What is needed
Using the records below, filter for lines that contain the string "insert" and copy them out.

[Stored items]
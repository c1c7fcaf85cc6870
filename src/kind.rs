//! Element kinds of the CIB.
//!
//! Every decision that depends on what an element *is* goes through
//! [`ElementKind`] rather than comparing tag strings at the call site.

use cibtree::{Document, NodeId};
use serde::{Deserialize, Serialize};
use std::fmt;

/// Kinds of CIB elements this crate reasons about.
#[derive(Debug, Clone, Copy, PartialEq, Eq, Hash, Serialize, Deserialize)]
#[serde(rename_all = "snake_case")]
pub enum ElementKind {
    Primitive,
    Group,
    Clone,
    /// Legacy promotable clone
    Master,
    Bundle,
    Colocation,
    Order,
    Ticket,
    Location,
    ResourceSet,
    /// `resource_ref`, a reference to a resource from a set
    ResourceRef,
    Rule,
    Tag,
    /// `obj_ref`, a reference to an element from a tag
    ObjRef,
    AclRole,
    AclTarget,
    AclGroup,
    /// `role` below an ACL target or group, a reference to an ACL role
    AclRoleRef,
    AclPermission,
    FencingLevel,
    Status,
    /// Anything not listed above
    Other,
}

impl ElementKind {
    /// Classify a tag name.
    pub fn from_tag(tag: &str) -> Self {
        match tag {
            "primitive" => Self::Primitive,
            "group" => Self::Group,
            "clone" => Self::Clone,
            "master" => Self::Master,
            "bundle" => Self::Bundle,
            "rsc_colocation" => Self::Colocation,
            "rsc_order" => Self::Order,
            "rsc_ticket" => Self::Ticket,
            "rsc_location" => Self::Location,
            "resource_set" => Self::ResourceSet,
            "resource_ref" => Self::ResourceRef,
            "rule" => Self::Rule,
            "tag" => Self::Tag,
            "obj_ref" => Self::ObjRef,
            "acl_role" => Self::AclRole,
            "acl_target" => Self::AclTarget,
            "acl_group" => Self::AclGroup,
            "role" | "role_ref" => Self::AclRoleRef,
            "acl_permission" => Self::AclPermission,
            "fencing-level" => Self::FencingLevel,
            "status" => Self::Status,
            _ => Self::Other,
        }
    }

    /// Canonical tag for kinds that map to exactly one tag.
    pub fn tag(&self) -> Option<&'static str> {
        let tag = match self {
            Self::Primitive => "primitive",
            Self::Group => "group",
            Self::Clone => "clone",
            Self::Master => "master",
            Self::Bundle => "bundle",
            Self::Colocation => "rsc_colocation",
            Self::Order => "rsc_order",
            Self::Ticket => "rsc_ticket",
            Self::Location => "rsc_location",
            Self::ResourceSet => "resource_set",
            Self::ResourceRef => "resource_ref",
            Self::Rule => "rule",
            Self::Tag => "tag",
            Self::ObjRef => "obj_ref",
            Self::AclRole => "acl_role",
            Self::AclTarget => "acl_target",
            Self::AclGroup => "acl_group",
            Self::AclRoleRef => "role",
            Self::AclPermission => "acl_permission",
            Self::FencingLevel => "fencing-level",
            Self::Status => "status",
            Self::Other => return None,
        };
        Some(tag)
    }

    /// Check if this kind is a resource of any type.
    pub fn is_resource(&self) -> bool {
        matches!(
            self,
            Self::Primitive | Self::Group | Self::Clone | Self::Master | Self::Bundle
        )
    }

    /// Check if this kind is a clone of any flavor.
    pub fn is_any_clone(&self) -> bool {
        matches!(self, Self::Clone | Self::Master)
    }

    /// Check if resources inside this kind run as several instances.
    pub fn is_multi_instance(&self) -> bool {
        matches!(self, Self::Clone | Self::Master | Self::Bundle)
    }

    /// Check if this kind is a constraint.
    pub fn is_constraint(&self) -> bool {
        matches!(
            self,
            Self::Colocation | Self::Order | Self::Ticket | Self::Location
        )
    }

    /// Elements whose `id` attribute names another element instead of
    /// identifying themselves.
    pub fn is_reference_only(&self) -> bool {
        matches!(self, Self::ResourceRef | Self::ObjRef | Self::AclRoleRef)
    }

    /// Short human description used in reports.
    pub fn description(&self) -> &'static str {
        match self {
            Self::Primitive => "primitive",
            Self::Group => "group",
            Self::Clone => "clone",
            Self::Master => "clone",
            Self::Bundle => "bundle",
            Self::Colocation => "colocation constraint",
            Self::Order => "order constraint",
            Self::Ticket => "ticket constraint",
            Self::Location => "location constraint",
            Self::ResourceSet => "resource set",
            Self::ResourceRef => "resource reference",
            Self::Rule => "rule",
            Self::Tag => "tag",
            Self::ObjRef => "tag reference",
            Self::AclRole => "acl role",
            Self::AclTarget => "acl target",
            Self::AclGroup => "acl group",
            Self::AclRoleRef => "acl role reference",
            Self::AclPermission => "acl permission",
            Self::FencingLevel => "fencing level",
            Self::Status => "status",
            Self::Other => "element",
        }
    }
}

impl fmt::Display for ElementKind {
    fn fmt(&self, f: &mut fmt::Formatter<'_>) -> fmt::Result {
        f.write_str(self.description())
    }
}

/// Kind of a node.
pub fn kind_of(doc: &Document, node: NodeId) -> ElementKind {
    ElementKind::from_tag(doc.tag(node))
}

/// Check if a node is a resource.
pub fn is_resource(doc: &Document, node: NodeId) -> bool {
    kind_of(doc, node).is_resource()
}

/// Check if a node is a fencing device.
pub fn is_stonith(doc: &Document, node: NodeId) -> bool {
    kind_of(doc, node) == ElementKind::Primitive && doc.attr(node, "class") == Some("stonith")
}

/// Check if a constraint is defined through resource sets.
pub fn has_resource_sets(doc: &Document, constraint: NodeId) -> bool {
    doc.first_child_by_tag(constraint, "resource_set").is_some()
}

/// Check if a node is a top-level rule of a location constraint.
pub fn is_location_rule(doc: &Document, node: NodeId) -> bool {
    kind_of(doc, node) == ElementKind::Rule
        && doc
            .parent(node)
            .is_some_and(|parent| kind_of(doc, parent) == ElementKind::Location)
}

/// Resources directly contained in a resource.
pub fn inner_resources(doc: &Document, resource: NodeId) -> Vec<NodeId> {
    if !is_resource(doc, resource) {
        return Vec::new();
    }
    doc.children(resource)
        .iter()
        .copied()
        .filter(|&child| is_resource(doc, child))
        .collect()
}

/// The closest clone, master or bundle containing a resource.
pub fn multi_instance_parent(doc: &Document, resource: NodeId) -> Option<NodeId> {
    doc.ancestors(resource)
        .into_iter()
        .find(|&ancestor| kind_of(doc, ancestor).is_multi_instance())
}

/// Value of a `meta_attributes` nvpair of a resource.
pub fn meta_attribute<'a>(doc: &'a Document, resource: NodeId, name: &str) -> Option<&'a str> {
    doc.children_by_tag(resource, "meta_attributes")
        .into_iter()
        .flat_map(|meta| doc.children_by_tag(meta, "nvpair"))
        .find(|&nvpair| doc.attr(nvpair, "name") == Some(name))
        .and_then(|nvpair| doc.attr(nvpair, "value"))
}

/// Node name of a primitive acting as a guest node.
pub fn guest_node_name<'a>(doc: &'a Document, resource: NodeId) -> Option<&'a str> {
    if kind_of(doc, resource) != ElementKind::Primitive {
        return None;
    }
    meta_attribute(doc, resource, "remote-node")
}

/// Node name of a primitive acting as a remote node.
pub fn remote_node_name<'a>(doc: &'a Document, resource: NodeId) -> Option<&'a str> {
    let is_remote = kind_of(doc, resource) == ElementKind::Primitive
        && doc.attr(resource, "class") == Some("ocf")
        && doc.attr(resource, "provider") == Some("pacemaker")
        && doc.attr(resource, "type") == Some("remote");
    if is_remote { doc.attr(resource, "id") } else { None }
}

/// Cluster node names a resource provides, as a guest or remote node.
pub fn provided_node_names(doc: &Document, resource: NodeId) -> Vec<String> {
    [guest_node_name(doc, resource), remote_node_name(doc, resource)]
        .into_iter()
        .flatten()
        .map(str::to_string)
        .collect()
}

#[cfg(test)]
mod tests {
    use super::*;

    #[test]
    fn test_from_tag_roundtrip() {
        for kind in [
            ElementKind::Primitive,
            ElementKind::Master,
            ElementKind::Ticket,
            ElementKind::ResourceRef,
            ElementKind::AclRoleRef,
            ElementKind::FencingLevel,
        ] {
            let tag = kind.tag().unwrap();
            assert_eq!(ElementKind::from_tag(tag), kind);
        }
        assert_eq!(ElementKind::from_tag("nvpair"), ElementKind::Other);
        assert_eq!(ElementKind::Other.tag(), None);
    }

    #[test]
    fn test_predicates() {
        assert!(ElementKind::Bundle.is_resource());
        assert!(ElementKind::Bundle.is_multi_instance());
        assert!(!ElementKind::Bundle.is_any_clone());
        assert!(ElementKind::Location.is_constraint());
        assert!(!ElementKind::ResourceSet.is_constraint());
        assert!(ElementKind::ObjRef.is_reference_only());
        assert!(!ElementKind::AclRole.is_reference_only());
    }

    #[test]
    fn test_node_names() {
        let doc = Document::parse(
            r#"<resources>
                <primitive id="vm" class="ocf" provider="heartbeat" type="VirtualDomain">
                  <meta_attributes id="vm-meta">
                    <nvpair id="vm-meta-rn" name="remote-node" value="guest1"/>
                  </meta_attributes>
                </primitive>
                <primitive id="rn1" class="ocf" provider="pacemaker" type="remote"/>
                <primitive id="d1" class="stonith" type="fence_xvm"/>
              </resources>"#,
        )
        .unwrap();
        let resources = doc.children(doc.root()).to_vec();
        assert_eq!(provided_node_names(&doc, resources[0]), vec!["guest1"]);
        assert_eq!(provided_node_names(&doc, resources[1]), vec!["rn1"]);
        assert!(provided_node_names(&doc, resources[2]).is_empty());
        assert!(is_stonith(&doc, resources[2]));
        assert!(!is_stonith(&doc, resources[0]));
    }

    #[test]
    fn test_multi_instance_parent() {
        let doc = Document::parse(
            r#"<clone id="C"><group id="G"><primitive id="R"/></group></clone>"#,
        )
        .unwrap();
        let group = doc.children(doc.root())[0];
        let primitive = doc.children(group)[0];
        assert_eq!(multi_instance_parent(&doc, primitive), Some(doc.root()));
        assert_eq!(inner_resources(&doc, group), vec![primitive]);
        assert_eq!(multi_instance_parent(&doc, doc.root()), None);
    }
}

--

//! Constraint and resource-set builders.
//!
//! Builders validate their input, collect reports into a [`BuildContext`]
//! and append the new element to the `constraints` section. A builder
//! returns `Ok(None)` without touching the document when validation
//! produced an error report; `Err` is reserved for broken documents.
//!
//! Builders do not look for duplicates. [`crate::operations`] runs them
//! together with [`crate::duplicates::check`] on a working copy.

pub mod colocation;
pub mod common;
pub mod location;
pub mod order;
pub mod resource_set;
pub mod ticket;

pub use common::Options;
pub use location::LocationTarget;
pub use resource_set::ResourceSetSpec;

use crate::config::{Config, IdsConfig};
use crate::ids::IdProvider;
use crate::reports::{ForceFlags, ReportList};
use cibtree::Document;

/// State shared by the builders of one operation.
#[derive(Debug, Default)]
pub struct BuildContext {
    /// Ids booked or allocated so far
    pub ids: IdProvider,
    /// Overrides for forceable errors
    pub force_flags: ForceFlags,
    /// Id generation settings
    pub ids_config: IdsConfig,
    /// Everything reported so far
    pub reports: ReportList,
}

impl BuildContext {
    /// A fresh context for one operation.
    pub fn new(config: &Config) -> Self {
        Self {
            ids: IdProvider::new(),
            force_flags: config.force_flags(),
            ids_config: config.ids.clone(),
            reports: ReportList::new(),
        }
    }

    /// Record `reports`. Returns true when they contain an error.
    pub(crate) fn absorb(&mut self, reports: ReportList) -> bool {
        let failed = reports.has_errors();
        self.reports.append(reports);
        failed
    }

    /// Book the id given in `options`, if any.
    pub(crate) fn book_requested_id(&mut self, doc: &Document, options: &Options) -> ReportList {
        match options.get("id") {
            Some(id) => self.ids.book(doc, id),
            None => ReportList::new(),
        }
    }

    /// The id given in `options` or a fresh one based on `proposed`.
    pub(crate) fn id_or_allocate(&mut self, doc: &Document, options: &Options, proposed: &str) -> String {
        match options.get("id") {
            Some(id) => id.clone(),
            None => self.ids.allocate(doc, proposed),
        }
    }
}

---

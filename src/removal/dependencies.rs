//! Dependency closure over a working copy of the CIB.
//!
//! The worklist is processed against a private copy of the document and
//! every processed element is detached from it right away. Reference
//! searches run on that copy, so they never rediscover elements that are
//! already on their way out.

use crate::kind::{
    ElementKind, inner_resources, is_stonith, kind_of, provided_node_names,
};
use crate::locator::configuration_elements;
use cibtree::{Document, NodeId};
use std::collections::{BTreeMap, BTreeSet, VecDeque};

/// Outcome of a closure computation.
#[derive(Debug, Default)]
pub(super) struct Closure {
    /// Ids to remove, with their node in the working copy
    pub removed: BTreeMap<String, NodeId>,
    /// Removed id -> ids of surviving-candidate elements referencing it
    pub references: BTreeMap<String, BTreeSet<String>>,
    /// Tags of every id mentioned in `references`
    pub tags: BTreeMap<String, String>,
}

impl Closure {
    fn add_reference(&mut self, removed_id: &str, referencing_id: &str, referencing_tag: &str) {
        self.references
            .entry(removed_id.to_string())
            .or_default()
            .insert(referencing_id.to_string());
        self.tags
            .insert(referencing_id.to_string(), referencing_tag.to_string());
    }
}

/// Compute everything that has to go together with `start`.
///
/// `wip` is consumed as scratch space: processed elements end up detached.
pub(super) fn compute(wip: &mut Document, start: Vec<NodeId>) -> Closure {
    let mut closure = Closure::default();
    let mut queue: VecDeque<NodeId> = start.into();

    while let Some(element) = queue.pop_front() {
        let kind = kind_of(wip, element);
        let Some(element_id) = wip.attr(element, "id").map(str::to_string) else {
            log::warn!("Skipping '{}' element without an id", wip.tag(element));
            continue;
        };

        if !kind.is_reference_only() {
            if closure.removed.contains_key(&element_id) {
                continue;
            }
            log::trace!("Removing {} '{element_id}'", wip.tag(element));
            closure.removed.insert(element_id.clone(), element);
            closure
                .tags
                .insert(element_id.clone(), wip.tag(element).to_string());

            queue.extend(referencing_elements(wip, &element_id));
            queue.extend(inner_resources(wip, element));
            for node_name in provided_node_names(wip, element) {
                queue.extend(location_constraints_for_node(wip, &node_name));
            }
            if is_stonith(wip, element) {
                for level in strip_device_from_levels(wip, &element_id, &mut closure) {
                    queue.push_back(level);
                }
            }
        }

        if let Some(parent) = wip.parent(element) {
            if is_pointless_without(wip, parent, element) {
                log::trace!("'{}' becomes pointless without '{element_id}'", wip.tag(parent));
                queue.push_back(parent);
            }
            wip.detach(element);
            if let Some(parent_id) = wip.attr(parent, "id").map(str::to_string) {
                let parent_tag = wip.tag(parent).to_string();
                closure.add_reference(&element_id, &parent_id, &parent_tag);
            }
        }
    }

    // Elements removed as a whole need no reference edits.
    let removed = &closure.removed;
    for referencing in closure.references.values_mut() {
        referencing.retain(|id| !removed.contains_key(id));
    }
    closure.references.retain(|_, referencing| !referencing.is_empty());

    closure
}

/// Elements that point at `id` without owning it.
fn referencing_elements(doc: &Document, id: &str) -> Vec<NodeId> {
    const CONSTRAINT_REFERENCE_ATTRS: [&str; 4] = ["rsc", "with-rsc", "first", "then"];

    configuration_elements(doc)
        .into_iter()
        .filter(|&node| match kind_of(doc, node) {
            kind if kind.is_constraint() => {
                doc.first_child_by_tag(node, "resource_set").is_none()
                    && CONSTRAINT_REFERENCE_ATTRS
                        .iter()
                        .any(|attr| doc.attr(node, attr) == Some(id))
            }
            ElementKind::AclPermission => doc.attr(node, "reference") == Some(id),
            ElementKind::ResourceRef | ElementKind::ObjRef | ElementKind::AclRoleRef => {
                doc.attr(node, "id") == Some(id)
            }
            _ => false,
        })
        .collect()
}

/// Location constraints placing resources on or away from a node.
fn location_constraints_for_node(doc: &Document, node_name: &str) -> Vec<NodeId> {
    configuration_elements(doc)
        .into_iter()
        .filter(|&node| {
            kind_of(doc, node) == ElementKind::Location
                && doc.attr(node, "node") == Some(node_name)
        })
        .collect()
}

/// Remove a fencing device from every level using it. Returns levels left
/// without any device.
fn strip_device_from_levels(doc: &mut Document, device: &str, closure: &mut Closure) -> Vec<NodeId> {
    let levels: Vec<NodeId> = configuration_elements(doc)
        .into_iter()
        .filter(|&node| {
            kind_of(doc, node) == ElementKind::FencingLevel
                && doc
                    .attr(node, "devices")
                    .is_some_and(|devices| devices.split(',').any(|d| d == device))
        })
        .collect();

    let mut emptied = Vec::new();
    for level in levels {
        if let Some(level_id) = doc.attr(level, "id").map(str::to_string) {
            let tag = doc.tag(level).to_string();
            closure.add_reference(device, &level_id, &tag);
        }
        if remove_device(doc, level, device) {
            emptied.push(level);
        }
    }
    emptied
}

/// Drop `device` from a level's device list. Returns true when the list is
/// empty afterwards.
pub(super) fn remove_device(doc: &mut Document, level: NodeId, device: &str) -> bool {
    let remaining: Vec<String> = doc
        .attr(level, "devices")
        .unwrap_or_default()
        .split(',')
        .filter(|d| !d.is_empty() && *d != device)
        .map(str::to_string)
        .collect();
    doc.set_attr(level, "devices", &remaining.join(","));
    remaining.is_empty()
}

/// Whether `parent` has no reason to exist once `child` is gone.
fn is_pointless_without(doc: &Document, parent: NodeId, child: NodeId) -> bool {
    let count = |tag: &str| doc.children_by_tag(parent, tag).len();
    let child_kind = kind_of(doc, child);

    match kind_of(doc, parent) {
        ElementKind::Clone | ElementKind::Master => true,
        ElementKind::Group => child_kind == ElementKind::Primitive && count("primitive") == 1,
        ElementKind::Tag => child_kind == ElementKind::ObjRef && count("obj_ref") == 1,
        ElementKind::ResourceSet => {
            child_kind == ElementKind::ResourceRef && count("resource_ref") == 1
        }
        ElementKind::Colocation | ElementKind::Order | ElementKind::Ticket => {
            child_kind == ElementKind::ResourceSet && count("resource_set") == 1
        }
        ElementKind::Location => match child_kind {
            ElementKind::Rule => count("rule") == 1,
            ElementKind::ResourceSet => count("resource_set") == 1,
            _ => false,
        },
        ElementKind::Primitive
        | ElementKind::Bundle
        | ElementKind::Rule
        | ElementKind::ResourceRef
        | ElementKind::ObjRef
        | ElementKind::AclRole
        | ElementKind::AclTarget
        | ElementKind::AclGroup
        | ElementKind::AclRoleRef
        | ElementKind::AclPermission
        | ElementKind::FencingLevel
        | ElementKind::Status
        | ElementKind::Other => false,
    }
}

Output of the task
            .insert(referencing_id.to_string());
            .insert(referencing_id.to_string(), referencing_tag.to_string());
            closure.removed.insert(element_id.clone(), element);
                .insert(element_id.clone(), wip.tag(element).to_string());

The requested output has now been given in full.